There are some family traditions so lost in time, their survival rooted in a deep sense of nostalgia, that they leave a gaping, cavernous hole if you ignore them. Kulich is an insanely difficult-to-make Easter bread and represents this type of tradition for me. The recipe literally says, “Begin early in the day, and start with a prayer.” I am too stubborn to heed such warnings.
Inevitably, I get to the week in lent where there is no time left to make the Kulich. It’s an all day affair! For the last several years, I have thrown in the towel, defeated by my own lack of planning, lack of 18 eggs stashed in the fridge, and the intimidating thought dogging me that it will fail to rise. Then it happens, as if by magic, I come home exhausted from Holy Saturday church services, and find a beautiful Kulich sitting in my foyer.
Growing up, my bestie and I would fight against all other siblings and perceived enemies (or just the neighborhood kids) over the iced top of the Kulich. She knows that this bread makes my Lenten struggles seem worthwhile, and she rescues me every year from my own depression and poor planning, by bringing it to me. I came home today and there it was in the foyer, waiting like a hug from the past, wrapped up in icing and sprinkles. A childhood memory of smells and treats, springtime and sleepovers, us against them. Her Greek husband thinks we’re both mad as hatters, and maybe we are.
This year as I was studying the recipe, and feeling a little bit Paul Hollywood-y, I felt I would be able to make a solid go of getting a successful batch of Kulich. In the past, my struggles have been intense and I’d wind up mid-day, mid-recipe, discouraged and slightly teary, ready to throw it out. My husband would perform some sort of rescue operation with fresh yeast, chest compressions, and set it to rise again. Much like Christ himself, it would! There have been construction light set ups, greenhouse victories, and engineering rigs worthy of a patent, that have coaxed the dough along into beautiful, yet temperamental loaves.
Early this morning I heard the door close softly and the rustle of grocery bags. I roused myself out of bed and saw 5 sticks of butter warming on the stove and I knew he was at it. I said, “How will we do all the steps? Neither of us will be home!” With a gleam in his eye he said, “I want you to be happy…. and I have a plan.”

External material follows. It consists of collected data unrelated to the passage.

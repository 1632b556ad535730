//! Remote directory store boundary.
//!
//! The roster lives in a document collection keyed by employee ID. The
//! import only needs four calls: list, single upsert, single delete and a
//! bounded batch commit.

use async_trait::async_trait;

use crate::error::StoreResult;
use crate::models::{DirectoryEntry, EmployeeRecord};

pub mod file;
pub mod memory;

pub use file::JsonFileDirectoryStore;
pub use memory::InMemoryDirectoryStore;

/// Per-commit operation ceiling of the remote store.
pub const MAX_BATCH_OPERATIONS: usize = 400;

/// Document store holding the employee directory.
#[async_trait]
pub trait DirectoryStore: Send + Sync {
    /// Short name of the backend, for logs.
    fn store_type(&self) -> &'static str;

    /// Every entry of `collection`.
    async fn list_all(&self, collection: &str) -> StoreResult<Vec<DirectoryEntry>>;

    /// Create or fully overwrite the entry `id`.
    async fn upsert(&self, collection: &str, id: &str, record: &EmployeeRecord) -> StoreResult<()>;

    /// Remove the entry `id`.
    async fn delete(&self, collection: &str, id: &str) -> StoreResult<()>;

    /// Upsert `records` (keyed by employee ID) as one commit.
    ///
    /// Batches above [`MAX_BATCH_OPERATIONS`] are rejected. The default
    /// implementation writes record by record and is only atomic per record;
    /// stores with a real batch primitive override it.
    async fn commit_batch(&self, collection: &str, records: &[EmployeeRecord]) -> StoreResult<()> {
        check_batch_size(records.len())?;
        for record in records {
            self.upsert(collection, &record.employee_id, record).await?;
        }
        Ok(())
    }
}

/// Reject batches above the per-commit ceiling.
pub fn check_batch_size(size: usize) -> StoreResult<()> {
    if size > MAX_BATCH_OPERATIONS {
        return Err(crate::error::StoreError::BatchTooLarge {
            size,
            limit: MAX_BATCH_OPERATIONS,
        });
    }
    Ok(())
}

He carried the batter like a baby with him in the car, strapped in, with the seat heat on, for his morning bike ride. He recruited his biking friends to work in the 12 cups of flour and knead it for 45 minutes. He then drove it back, seat heat still on, and set it to rise in a metal bowl to nap in the sun. I always wondered what we would be like as empty nesters and I think I’m beginning to find out.
This year’s Kulich is the best ever and there is no shortage of icing and sprinkles. It feels just right. Happy Pascha! Happy Easter! Christ is risen! And so has my bread.
© copyright Mariam d’Eustachio at Simply Turquoise 2022.
4 responses to “The Kulich Baby”
Dear sweet Mariam! This post brought tears to my eyes!! You are such an amazing writer, and your dear heart just shines through your words! God bless Kevin … I’m so thankful to God you two have each other 💞💞💞 Christ is risen! Joyous Pascha to you and all your beautiful family!! Please give Grace my special love and hugs, too!! 💝💝💝💝 and God bless Lisa, too💞💞💞💞 I’m so happy you’re so surrounded by love – you deserve it!
Dearest M.P., no words. I ❤️ you. And of course you knew it was Lisa!
You are a brave woman! Many thanks to Kevin who always comes to the rescue. The Kulich was so yummy, and I hope to be brave enough to try to make it again. Love you!
I’ll share my notes as I think I’ve finally cracked the Kulich code.